El foro Torre de Babel, que busca la equiparación de ambas lenguas, advierte de otro peligro: que la sociedad bilingüe catalana pase a ser monolingüe o, por lo menos, que las nuevas generaciones dominen mal un idioma universal como el español. Ese riesgo no es reconocido por los nacionalistas, pues el español, insisten, es lo bastante potente y está tan presente en la vida catalana que no corre peligro.
Pero el mayor riesgo es otro, como apunta el profesor Rodríguez Tous: al reducir el nacionalismo catalán a la lengua se minimiza aquél. ¿Qué pasa con los otros signos de identidad nacional, los valores, el temperamento, el carácter? ¿Es que no cuentan? ¿Basta saber hablar catalán para ser catalán? ¿Se puede ser catalán sin seny? ¿Son catalanes los que celebran la Feria de Abril en Badalona o Sabadell? ¿No se está diluyendo la catalanicidad con tal reductivismo? Preguntas que sólo tendrán respuesta en el futuro.

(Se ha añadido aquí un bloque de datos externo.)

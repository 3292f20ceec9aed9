//! Headless numeric value widgets.
//!
//! Everything here is plain state and methods with no dependency on the ECS:
//! - [`TransformType`]: per-type format/parse (raw, rotations, percent)
//! - [`Bounds`]: clamp and step quantization
//! - [`NumericWidget`]: drag, click-to-edit and keyboard stepping
//! - [`ValueBus`]: one value mirrored across several children
//! - [`CompositeWidget`]: one value shown as dependent facets
//!
//! Pointer capture and the infinite-drag lock are injected as a
//! [`PointerHost`].

pub mod attributes;
pub mod bounds;
pub mod bus;
pub mod composite;
pub mod drag;
pub mod edit;
pub mod error;
pub mod keys;
pub mod pointer;
pub mod transform;
pub mod widget;

pub use bounds::Bounds;
pub use bus::{BusEvent, BusMember, ChildId, ValueBus};
pub use composite::{CompositeKind, CompositeProps, CompositeWidget, Facet};
pub use drag::{DeltaToChange, DragSession, PointerDown, PointerMove, process_drag};
pub use edit::{EditExit, EditSession};
pub use error::{AttributeError, TransformParseError};
pub use keys::{KeyAction, KeyResponse, KeyStepController, WidgetKey};
pub use pointer::{
    HeadlessPointerHost, PointerCapture, PointerHost, PointerId, PointerLockProvider, WidgetId,
};
pub use transform::TransformType;
pub use widget::{NumericWidget, NumericWidgetProps, WidgetEvent};
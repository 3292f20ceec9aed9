//! Property input plugin.

use bevy::input_focus::InputFocus;
use bevy::prelude::*;

use super::config::PropertyInputConfig;
use super::state::{PendingClicks, PointerGrab};
use super::widgets::property_input::add_property_input_observers;
use super::widgets::{
    apply_pending_clicks, commit_on_focus_loss, drive_locked_drag, end_released_drags,
    sync_cursor_grab, sync_property_input_text,
};

/// System sets for organizing property input systems.
#[derive(SystemSet, Debug, Clone, PartialEq, Eq, Hash)]
pub enum PropertyInputSet {
    /// Drive locked drags, end stale ones, then apply deferred clicks and focus changes.
    Input,
    /// Sync UI with widget state.
    SyncUI,
}

/// Plugin that drives every spawned property input.
///
/// Insert a [`PropertyInputConfig`] before adding the plugin to change the defaults.
pub struct PropertyInputPlugin;

impl Plugin for PropertyInputPlugin {
    fn build(&self, app: &mut App) {
        app.init_resource::<PropertyInputConfig>()
            .init_resource::<PendingClicks>()
            .init_resource::<InputFocus>();

        let lock_supported = app.world().resource::<PropertyInputConfig>().infinite_drag;
        app.insert_resource(PointerGrab::new(lock_supported));

        add_property_input_observers(app);

        app
            // System ordering
            .configure_sets(
                Update,
                (PropertyInputSet::Input, PropertyInputSet::SyncUI).chain(),
            )
            .add_systems(
                Update,
                (
                    // Clicks before blur, so a click that moves focus is not read as a blur
                    (
                        drive_locked_drag,
                        end_released_drags,
                        apply_pending_clicks,
                        commit_on_focus_loss,
                    )
                        .chain()
                        .in_set(PropertyInputSet::Input),
                    (sync_property_input_text, sync_cursor_grab).in_set(PropertyInputSet::SyncUI),
                ),
            );

        debug!("Property input plugin initialized");
    }
}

Es lo que ha llevado al nacionalismo catalán a una encrucijada. Si quiere construir una nación-Estado sobre el hecho diferencial catalán, esto es, sobre sus diferencias de carácter y temperamento con el resto de España, se encuentra con media población de la actual Cataluña excluida. Si lo reduce a hablar o entender su idioma, el hecho diferencial catalán disminuye. Como queda dicho, el espíritu práctico del catalán ha elegido la segunda opción, aceptando el «catalanismo incompleto». Lo malo es que ni siquiera ése basta. Los inmigrantes que llegan de otros continentes son infinitamente más difíciles de integrar que los gallegos, extremeños o andaluces que llegaron en los años cincuenta y sesenta del pasado siglo. Aparte de que muchos de los nuevos inmigrantes no son católicos. Las quejas de doña Marta Ferrusola al respecto fueron más elocuentes que todos los discursos de su marido. La esposa del President expresó el desasosiego de los catalanes ante esta nueva invasión, «que trata de sustituir las iglesias por mezquitas». Aunque también hay inmigrantes católicos que son problemáticos. Los hispanoamericanos concretamente se resisten más que nadie a aprender otro idioma que el que ya hablan. Es un factor inquietante para muchos nacionalistas catalanes, que les ha hecho preferir como emigrantes a gentes del este de Europa o del norte de África, algo que no pueden imponer como política oficial si no quieren ser acusados de promover la xenofobia cultural. Aparte de que la realidad es tozuda y un reciente estudio afirma que los niños de sus escuelas públicas hablan mayoritariamente en castellano en sus recreos, aunque en las clases se expresen en catalán.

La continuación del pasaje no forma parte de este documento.